● **TASK ITEM**: Each entry needs to appear again, retyped exactly as it is below.

● **PROVIDED DATA**:
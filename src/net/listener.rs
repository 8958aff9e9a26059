//! TCP listener with backpressure.
//!
//! # Responsibilities
//! - Bind to the configured address
//! - Accept incoming TCP connections
//! - Enforce the max_connections limit via semaphore
//! - Graceful handling of accept errors

use std::net::SocketAddr;
use std::sync::Arc;

use tokio::net::{TcpListener, TcpStream};
use tokio::sync::Semaphore;

/// Error type for listener operations.
#[derive(Debug, thiserror::Error)]
pub enum ListenerError {
    #[error("Failed to bind: {0}")]
    Bind(#[source] std::io::Error),

    #[error("Failed to accept: {0}")]
    Accept(#[source] std::io::Error),
}

/// A bounded TCP listener that limits concurrent connections.
///
/// Uses a semaphore to enforce the connection cap. When the limit is
/// reached, new connections wait until a slot becomes available.
pub struct Listener {
    inner: TcpListener,
    connection_limit: Arc<Semaphore>,
}

impl Listener {
    /// Bind to `host:port` with the given connection limit.
    pub async fn bind(
        host: &str,
        port: u16,
        max_connections: usize,
    ) -> Result<Self, ListenerError> {
        let listener = TcpListener::bind((host, port))
            .await
            .map_err(ListenerError::Bind)?;

        let local_addr = listener.local_addr().map_err(ListenerError::Bind)?;

        tracing::info!(
            address = %local_addr,
            max_connections,
            "Listener bound"
        );

        Ok(Self {
            inner: listener,
            connection_limit: Arc::new(Semaphore::new(max_connections)),
        })
    }

    /// Accept a new connection, respecting the connection limit.
    ///
    /// Returns the stream and a permit that must be held for the
    /// connection's lifetime.
    pub async fn accept(
        &self,
    ) -> Result<(TcpStream, SocketAddr, ConnectionPermit), ListenerError> {
        // Acquire the permit first so accept itself applies backpressure.
        let permit = self
            .connection_limit
            .clone()
            .acquire_owned()
            .await
            .expect("Semaphore closed unexpectedly");

        let (stream, addr) = self.inner.accept().await.map_err(ListenerError::Accept)?;

        tracing::debug!(
            peer_addr = %addr,
            available_permits = self.connection_limit.available_permits(),
            "Connection accepted"
        );

        Ok((stream, addr, ConnectionPermit { _permit: permit }))
    }

    /// Local address this listener is bound to.
    pub fn local_addr(&self) -> Result<SocketAddr, std::io::Error> {
        self.inner.local_addr()
    }
}

/// A permit representing a connection slot.
///
/// When dropped, the slot is released back to the pool, keeping
/// backpressure intact even if the connection handler panics.
#[derive(Debug)]
pub struct ConnectionPermit {
    _permit: tokio::sync::OwnedSemaphorePermit,
}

● **THE COMPLETED TASK**:
filename src/net/listener.rs
repository 8958aff9e9a26059
//! TCP listener with backpressure.
//!
//! # Responsibilities
//! - Bind to the configured address
//! - Accept incoming TCP connections
//! - Enforce the max_connections limit via semaphore
//! - Graceful handling of accept errors

use std::net::SocketAddr;
use std::sync::Arc;

use tokio::net::{TcpListener, TcpStream};
use tokio::sync::Semaphore;

/// Error type for listener operations.
#[derive(Debug, thiserror::Error)]
pub enum ListenerError {
    #[error("Failed to bind: {0}")]
    Bind(#[source] std::io::Error),

    #[error("Failed to accept: {0}")]
    Accept(#[source] std::io::Error),
}

/// A bounded TCP listener that limits concurrent connections.
///
/// Uses a semaphore to enforce the connection cap. When the limit is
/// reached, new connections wait until a slot becomes available.
pub struct Listener {
    inner: TcpListener,
    connection_limit: Arc<Semaphore>,
}

impl Listener {
    /// Bind to `host:port` with the given connection limit.
    pub async fn bind(
        host: &str,
        port: u16,
        max_connections: usize,
    ) -> Result<Self, ListenerError> {
        let listener = TcpListener::bind((host, port))
            .await
            .map_err(ListenerError::Bind)?;

        let local_addr = listener.local_addr().map_err(ListenerError::Bind)?;

        tracing::info!(
            address = %local_addr,
            max_connections,
            "Listener bound"
        );

        Ok(Self {
            inner: listener,
            connection_limit: Arc::new(Semaphore::new(max_connections)),
        })
    }

    /// Accept a new connection, respecting the connection limit.
    ///
    /// Returns the stream and a permit that must be held for the
    /// connection's lifetime.
    pub async fn accept(
        &self,
    ) -> Result<(TcpStream, SocketAddr, ConnectionPermit), ListenerError> {
        // Acquire the permit first so accept itself applies backpressure.
        let permit = self
            .connection_limit
            .clone()
            .acquire_owned()
            .await
            .expect("Semaphore closed unexpectedly");

        let (stream, addr) = self.inner.accept().await.map_err(ListenerError::Accept)?;

        tracing::debug!(
            peer_addr = %addr,
            available_permits = self.connection_limit.available_permits(),
            "Connection accepted"
        );

        Ok((stream, addr, ConnectionPermit { _permit: permit }))
    }

    /// Local address this listener is bound to.
    pub fn local_addr(&self) -> Result<SocketAddr, std::io::Error> {
        self.inner.local_addr()
    }
}

/// A permit representing a connection slot.
///
/// When dropped, the slot is released back to the pool, keeping
/// backpressure intact even if the connection handler panics.
#[derive(Debug)]
pub struct ConnectionPermit {
    _permit: tokio::sync::OwnedSemaphorePermit,
}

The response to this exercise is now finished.